:: WHAT TO PRODUCE ::
When you find the word "styled" in a line of the entries, please copy the whole line.

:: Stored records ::
╔══
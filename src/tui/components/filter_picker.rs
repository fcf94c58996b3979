//! # Filter Picker Component
//!
//! Centered overlay for choosing category, conservation status and continent.
//! Opened with `o`.
//!
//! Follows the persistent state + transient wrapper pattern:
//! - `FilterPickerState` lives in `TuiState` while the overlay is open
//! - `FilterPicker` is created each frame with borrowed state
//!
//! Each row cycles through "Any" plus the known values with ←/→. Enter emits
//! the full selection; the caller replaces the active filters with it.

use ratatui::Frame;
use ratatui::layout::{Alignment, Constraint, Layout, Rect};
use ratatui::text::{Line, Span};
use ratatui::widgets::{Block, Borders, Clear, List, ListItem, ListState, Padding};

use crate::core::animal::{Category, ConservationStatus};
use crate::core::filter::FilterCriteria;
use crate::tui::event::TuiEvent;
use crate::tui::theme::Palette;

const ROWS: usize = 3;
const ANY: &str = "Any";

/// Persistent state for the filter picker overlay.
pub struct FilterPickerState {
    continents: Vec<String>,
    /// 0 = Any, otherwise 1-based into the value list for that row
    category: usize,
    status: usize,
    continent: usize,
    pub selected_row: usize,
    pub list_state: ListState,
}

/// Events emitted by the filter picker.
#[derive(Debug, Clone, PartialEq)]
pub enum FilterPickerEvent {
    Apply(FilterCriteria),
    Dismiss,
}

fn position_of<T: PartialEq>(values: &[T], current: Option<&T>) -> usize {
    current
        .and_then(|c| values.iter().position(|v| v == c))
        .map(|i| i + 1)
        .unwrap_or(0)
}

fn step(index: usize, len: usize, forward: bool) -> usize {
    // len values plus "Any"
    let slots = len + 1;
    if forward {
        (index + 1) % slots
    } else {
        (index + slots - 1) % slots
    }
}

impl FilterPickerState {
    /// Opens the picker with `current` preselected. `continents` are the
    /// values present in the catalogue.
    pub fn new(current: &FilterCriteria, continents: Vec<String>) -> Self {
        let category = position_of(&Category::ALL, current.category.as_ref());
        let status = position_of(&ConservationStatus::ALL, current.conservation_status.as_ref());
        let continent = current
            .continent
            .as_ref()
            .and_then(|c| continents.iter().position(|v| v.eq_ignore_ascii_case(c)))
            .map(|i| i + 1)
            .unwrap_or(0);
        let mut list_state = ListState::default();
        list_state.select(Some(0));
        Self {
            continents,
            category,
            status,
            continent,
            selected_row: 0,
            list_state,
        }
    }

    /// The criteria the picker currently shows. Never carries a search term.
    pub fn selection(&self) -> FilterCriteria {
        FilterCriteria {
            category: self.category.checked_sub(1).map(|i| Category::ALL[i]),
            conservation_status: self.status.checked_sub(1).map(|i| ConservationStatus::ALL[i]),
            continent: self
                .continent
                .checked_sub(1)
                .and_then(|i| self.continents.get(i).cloned()),
            search_term: None,
        }
    }

    fn cycle(&mut self, forward: bool) {
        match self.selected_row {
            0 => self.category = step(self.category, Category::ALL.len(), forward),
            1 => self.status = step(self.status, ConservationStatus::ALL.len(), forward),
            _ => self.continent = step(self.continent, self.continents.len(), forward),
        }
    }

    /// Handle a key event, returning a FilterPickerEvent if the overlay should act.
    pub fn handle_event(&mut self, event: &TuiEvent) -> Option<FilterPickerEvent> {
        match event {
            TuiEvent::Escape => Some(FilterPickerEvent::Dismiss),
            TuiEvent::CursorUp => {
                self.selected_row = self.selected_row.saturating_sub(1);
                self.list_state.select(Some(self.selected_row));
                None
            }
            TuiEvent::CursorDown => {
                self.selected_row = (self.selected_row + 1).min(ROWS - 1);
                self.list_state.select(Some(self.selected_row));
                None
            }
            TuiEvent::CursorLeft => {
                self.cycle(false);
                None
            }
            TuiEvent::CursorRight | TuiEvent::InputChar(' ') => {
                self.cycle(true);
                None
            }
            TuiEvent::Submit => Some(FilterPickerEvent::Apply(self.selection())),
            _ => None,
        }
    }
}

/// Transient render wrapper for the filter picker overlay.
pub struct FilterPicker<'a> {
    state: &'a mut FilterPickerState,
    palette: Palette,
}

impl<'a> FilterPicker<'a> {
    pub fn new(state: &'a mut FilterPickerState, palette: Palette) -> Self {
        Self { state, palette }
    }

    pub fn render(&mut self, frame: &mut Frame, area: Rect) {
        let overlay = centered_rect(60, 40, area);

        // Clear underlying content
        frame.render_widget(Clear, overlay);

        let block = Block::default()
            .borders(Borders::ALL)
            .border_style(self.palette.border())
            .title(" Filters ")
            .title_alignment(Alignment::Left)
            .title_bottom(Line::from(" ↑↓ Row  ←→ Change  Enter Apply  Esc Back ").centered())
            .padding(Padding::uniform(1));

        let selection = self.state.selection();
        let rows = [
            ("Category", selection.category.map(|c| c.label().to_string())),
            (
                "Status",
                selection.conservation_status.map(|s| s.label().to_string()),
            ),
            ("Continent", selection.continent.clone()),
        ];

        let items: Vec<ListItem> = rows
            .into_iter()
            .enumerate()
            .map(|(i, (label, value))| {
                let value = value.unwrap_or_else(|| ANY.to_string());
                let style = if i == self.state.selected_row {
                    self.palette.selected()
                } else {
                    self.palette.text()
                };
                ListItem::new(Line::from(vec![
                    Span::styled(format!("{label:<10}"), style),
                    Span::styled(format!(" ◀ {value} ▶"), style),
                ]))
            })
            .collect();

        let list = List::new(items).block(block);
        frame.render_stateful_widget(list, overlay, &mut self.state.list_state);
    }
}

/// Compute a centered rect using percentage of the outer rect.
fn centered_rect(percent_x: u16, percent_y: u16, outer: Rect) -> Rect {
    let [_, center_v, _] = Layout::vertical([
        Constraint::Percentage((100 - percent_y) / 2),
        Constraint::Percentage(percent_y),
        Constraint::Percentage((100 - percent_y) / 2),
    ])
    .areas(outer);
    let [_, center, _] = Layout::horizontal([
        Constraint::Percentage((100 - percent_x) / 2),
        Constraint::Percentage(percent_x),
        Constraint::Percentage((100 - percent_x) / 2),
    ])
    .areas(center_v);
    center
}

#[cfg(test)]
mod tests {
    use super::*;
    use crate::core::preferences::Theme;
    use ratatui::Terminal;
    use ratatui::backend::TestBackend;

    fn continents() -> Vec<String> {
        vec!["Africa".to_string(), "Asia".to_string(), "Europe".to_string()]
    }

    #[test]
    fn test_opens_with_current_filters() {
        let current = FilterCriteria {
            category: Some(Category::Mammal),
            continent: Some("asia".to_string()),
            ..Default::default()
        };
        let picker = FilterPickerState::new(&current, continents());
        let selection = picker.selection();
        assert_eq!(selection.category, Some(Category::Mammal));
        assert_eq!(selection.conservation_status, None);
        assert_eq!(selection.continent.as_deref(), Some("Asia"));
    }

    #[test]
    fn test_cycle_wraps_through_any() {
        let mut picker = FilterPickerState::new(&FilterCriteria::default(), continents());
        picker.handle_event(&TuiEvent::CursorDown);
        picker.handle_event(&TuiEvent::CursorDown);
        picker.handle_event(&TuiEvent::CursorLeft);
        assert_eq!(picker.selection().continent.as_deref(), Some("Europe"));
        picker.handle_event(&TuiEvent::CursorRight);
        assert_eq!(picker.selection().continent, None);
    }

    #[test]
    fn test_submit_and_dismiss() {
        let mut picker = FilterPickerState::new(&FilterCriteria::default(), continents());
        picker.handle_event(&TuiEvent::CursorDown);
        picker.handle_event(&TuiEvent::CursorRight);
        match picker.handle_event(&TuiEvent::Submit) {
            Some(FilterPickerEvent::Apply(criteria)) => {
                assert_eq!(criteria.conservation_status, Some(ConservationStatus::LeastConcern));
                assert!(criteria.search_term.is_none());
            }
            other => panic!("Expected Apply, got {other:?}"),
        }
        assert_eq!(picker.handle_event(&TuiEvent::Escape), Some(FilterPickerEvent::Dismiss));
    }

    #[test]
    fn test_render_lists_rows() {
        let mut state = FilterPickerState::new(&FilterCriteria::default(), continents());
        let backend = TestBackend::new(80, 24);
        let mut terminal = Terminal::new(backend).unwrap();
        terminal
            .draw(|f| {
                let area = f.area();
                FilterPicker::new(&mut state, Palette::for_theme(Theme::Dark)).render(f, area);
            })
            .unwrap();
        let text = terminal
            .backend()
            .buffer()
            .content()
            .iter()
            .map(|c| c.symbol())
            .collect::<String>();
        assert!(text.contains("Category"));
        assert!(text.contains("Continent"));
        assert!(text.contains("Any"));
    }
}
╚══
:: ANSWER SECTION ::
                    Span::styled(format!("{label:<10}"), style),
                    Span::styled(format!(" ◀ {value} ▶"), style),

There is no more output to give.